**Exercise objective:** For this task, copy the data that follows exactly, keeping every character.

**Data:**
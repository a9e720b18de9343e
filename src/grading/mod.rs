// src/grading/mod.rs

//! Lab grading and progress engine.
//!
//! A lab submission is evaluated purely in memory, then recorded in one
//! transaction: an immutable attempt row plus the upserted progress row.

pub mod attempts;
pub mod evaluator;
pub mod leaderboard;
pub mod progress;
pub mod quiz;

use std::collections::HashMap;

use serde::Serialize;
use sqlx::SqlitePool;

use crate::{
    config::GradingSettings,
    error::is_unique_violation,
    models::{
        lab::LabExercise,
        quiz::{QuizQuestion, QuizSubmission},
    },
};

pub use evaluator::{CriterionResult, Evaluation, evaluate};

/// Attempts at a unit of work before an attempt-number conflict is surfaced.
const MAX_RECORD_TRIES: usize = 2;

#[derive(Debug, thiserror::Error)]
pub enum GradingError {
    #[error("lab has no validation criteria configured")]
    EmptyCriteria,

    #[error("attempt number was taken by a concurrent submission")]
    ConcurrentAttemptConflict,

    #[error("database error: {0}")]
    Database(#[from] sqlx::Error),
}

impl GradingError {
    /// Maps an attempt INSERT failure, singling out the attempt-number race.
    pub(crate) fn from_insert(err: sqlx::Error) -> Self {
        if is_unique_violation(&err) {
            GradingError::ConcurrentAttemptConflict
        } else {
            GradingError::Database(err)
        }
    }
}

/// `round(100 * part / total)` with halves rounded up, in integer arithmetic.
/// An empty total scores 0.
pub fn percentage(part: usize, total: usize) -> i64 {
    if total == 0 {
        return 0;
    }
    ((200 * part + total) / (2 * total)) as i64
}

/// Response of `POST /api/topics/{id}/lab/validate`.
#[derive(Debug, Clone, Serialize)]
#[serde(rename_all = "camelCase")]
pub struct LabSubmission {
    pub passed: bool,
    pub score: i64,
    pub results: Vec<CriterionResult>,
    pub attempt_number: i64,
}

/// Grades a lab submission and records it.
///
/// The attempt insert and the progress upsert share one transaction. If the
/// attempt number collides with a concurrent submission the transaction is
/// rolled back and the whole unit is retried once with a fresh count.
pub async fn submit_lab(
    pool: &SqlitePool,
    settings: GradingSettings,
    user_id: i64,
    lab: &LabExercise,
    code: &str,
) -> Result<LabSubmission, GradingError> {
    let evaluation = evaluate(code, &lab.validation_criteria, settings.pattern_matching)?;

    let mut tries = 0;
    loop {
        tries += 1;
        let mut tx = pool.begin().await?;

        let attempt_number = match attempts::record_lab_attempt(
            &mut tx,
            user_id,
            lab.id,
            evaluation.passed,
            evaluation.score,
            code,
        )
        .await
        {
            Ok(n) => n,
            Err(GradingError::ConcurrentAttemptConflict) if tries < MAX_RECORD_TRIES => {
                tracing::warn!(
                    "Attempt number conflict for user {} on lab {}, retrying",
                    user_id,
                    lab.id
                );
                tx.rollback().await?;
                continue;
            }
            Err(e) => return Err(e),
        };

        progress::upsert_progress(
            &mut tx,
            settings.progress_policy,
            user_id,
            lab.id,
            evaluation.passed,
            evaluation.score,
            code,
        )
        .await?;

        tx.commit().await?;

        tracing::info!(
            "Lab attempt recorded: user={} lab={} attempt={} score={} passed={}",
            user_id,
            lab.id,
            attempt_number,
            evaluation.score,
            evaluation.passed
        );

        return Ok(LabSubmission {
            passed: evaluation.passed,
            score: evaluation.score,
            results: evaluation.results,
            attempt_number,
        });
    }
}

/// Grades a quiz submission against the topic's questions and records the attempt.
pub async fn submit_quiz(
    pool: &SqlitePool,
    user_id: i64,
    topic_id: i64,
    questions: &[QuizQuestion],
    answers: &HashMap<i64, Vec<String>>,
) -> Result<QuizSubmission, GradingError> {
    let grade = quiz::grade_quiz(questions, answers);

    let mut tries = 0;
    let attempt_number = loop {
        tries += 1;
        let mut conn = pool.acquire().await?;

        match attempts::record_quiz_attempt(
            &mut conn,
            user_id,
            topic_id,
            answers,
            grade.score,
            grade.correct_count,
            grade.total_questions,
        )
        .await
        {
            Ok(n) => break n,
            Err(GradingError::ConcurrentAttemptConflict) if tries < MAX_RECORD_TRIES => {
                tracing::warn!(
                    "Attempt number conflict for user {} on quiz {}, retrying",
                    user_id,
                    topic_id
                );
            }
            Err(e) => return Err(e),
        }
    };

    tracing::info!(
        "Quiz attempt recorded: user={} topic={} attempt={} score={}",
        user_id,
        topic_id,
        attempt_number,
        grade.score
    );

    Ok(QuizSubmission {
        score: grade.score,
        correct_count: grade.correct_count,
        total_questions: grade.total_questions,
        attempt_number,
        results: grade.results,
    })
}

**Task response:**
repository a9e720b18de9343e
filename src/grading/mod.rs
// src/grading/mod.rs

//! Lab grading and progress engine.
//!
//! A lab submission is evaluated purely in memory, then recorded in one
//! transaction: an immutable attempt row plus the upserted progress row.

pub mod attempts;
pub mod evaluator;
pub mod leaderboard;
pub mod progress;
pub mod quiz;

use std::collections::HashMap;

use serde::Serialize;
use sqlx::SqlitePool;

use crate::{
    config::GradingSettings,
    error::is_unique_violation,
    models::{
        lab::LabExercise,
        quiz::{QuizQuestion, QuizSubmission},
    },
};

pub use evaluator::{CriterionResult, Evaluation, evaluate};

/// Attempts at a unit of work before an attempt-number conflict is surfaced.
const MAX_RECORD_TRIES: usize = 2;

#[derive(Debug, thiserror::Error)]
pub enum GradingError {
    #[error("lab has no validation criteria configured")]
    EmptyCriteria,

    #[error("attempt number was taken by a concurrent submission")]
    ConcurrentAttemptConflict,

    #[error("database error: {0}")]
    Database(#[from] sqlx::Error),
}

impl GradingError {
    /// Maps an attempt INSERT failure, singling out the attempt-number race.
    pub(crate) fn from_insert(err: sqlx::Error) -> Self {
        if is_unique_violation(&err) {
            GradingError::ConcurrentAttemptConflict
        } else {
            GradingError::Database(err)
        }
    }
}

/// `round(100 * part / total)` with halves rounded up, in integer arithmetic.
/// An empty total scores 0.
pub fn percentage(part: usize, total: usize) -> i64 {
    if total == 0 {
        return 0;
    }
    ((200 * part + total) / (2 * total)) as i64
}

/// Response of `POST /api/topics/{id}/lab/validate`.
#[derive(Debug, Clone, Serialize)]
#[serde(rename_all = "camelCase")]
pub struct LabSubmission {
    pub passed: bool,
    pub score: i64,
    pub results: Vec<CriterionResult>,
    pub attempt_number: i64,
}

/// Grades a lab submission and records it.
///
/// The attempt insert and the progress upsert share one transaction. If the
/// attempt number collides with a concurrent submission the transaction is
/// rolled back and the whole unit is retried once with a fresh count.
pub async fn submit_lab(
    pool: &SqlitePool,
    settings: GradingSettings,
    user_id: i64,
    lab: &LabExercise,
    code: &str,
) -> Result<LabSubmission, GradingError> {
    let evaluation = evaluate(code, &lab.validation_criteria, settings.pattern_matching)?;

    let mut tries = 0;
    loop {
        tries += 1;
        let mut tx = pool.begin().await?;

        let attempt_number = match attempts::record_lab_attempt(
            &mut tx,
            user_id,
            lab.id,
            evaluation.passed,
            evaluation.score,
            code,
        )
        .await
        {
            Ok(n) => n,
            Err(GradingError::ConcurrentAttemptConflict) if tries < MAX_RECORD_TRIES => {
                tracing::warn!(
                    "Attempt number conflict for user {} on lab {}, retrying",
                    user_id,
                    lab.id
                );
                tx.rollback().await?;
                continue;
            }
            Err(e) => return Err(e),
        };

        progress::upsert_progress(
            &mut tx,
            settings.progress_policy,
            user_id,
            lab.id,
            evaluation.passed,
            evaluation.score,
            code,
        )
        .await?;

        tx.commit().await?;

        tracing::info!(
            "Lab attempt recorded: user={} lab={} attempt={} score={} passed={}",
            user_id,
            lab.id,
            attempt_number,
            evaluation.score,
            evaluation.passed
        );

        return Ok(LabSubmission {
            passed: evaluation.passed,
            score: evaluation.score,
            results: evaluation.results,
            attempt_number,
        });
    }
}

/// Grades a quiz submission against the topic's questions and records the attempt.
pub async fn submit_quiz(
    pool: &SqlitePool,
    user_id: i64,
    topic_id: i64,
    questions: &[QuizQuestion],
    answers: &HashMap<i64, Vec<String>>,
) -> Result<QuizSubmission, GradingError> {
    let grade = quiz::grade_quiz(questions, answers);

    let mut tries = 0;
    let attempt_number = loop {
        tries += 1;
        let mut conn = pool.acquire().await?;

        match attempts::record_quiz_attempt(
            &mut conn,
            user_id,
            topic_id,
            answers,
            grade.score,
            grade.correct_count,
            grade.total_questions,
        )
        .await
        {
            Ok(n) => break n,
            Err(GradingError::ConcurrentAttemptConflict) if tries < MAX_RECORD_TRIES => {
                tracing::warn!(
                    "Attempt number conflict for user {} on quiz {}, retrying",
                    user_id,
                    topic_id
                );
            }
            Err(e) => return Err(e),
        }
    };

    tracing::info!(
        "Quiz attempt recorded: user={} topic={} attempt={} score={}",
        user_id,
        topic_id,
        attempt_number,
        grade.score
    );

    Ok(QuizSubmission {
        score: grade.score,
        correct_count: grade.correct_count,
        total_questions: grade.total_questions,
        attempt_number,
        results: grade.results,
    })
}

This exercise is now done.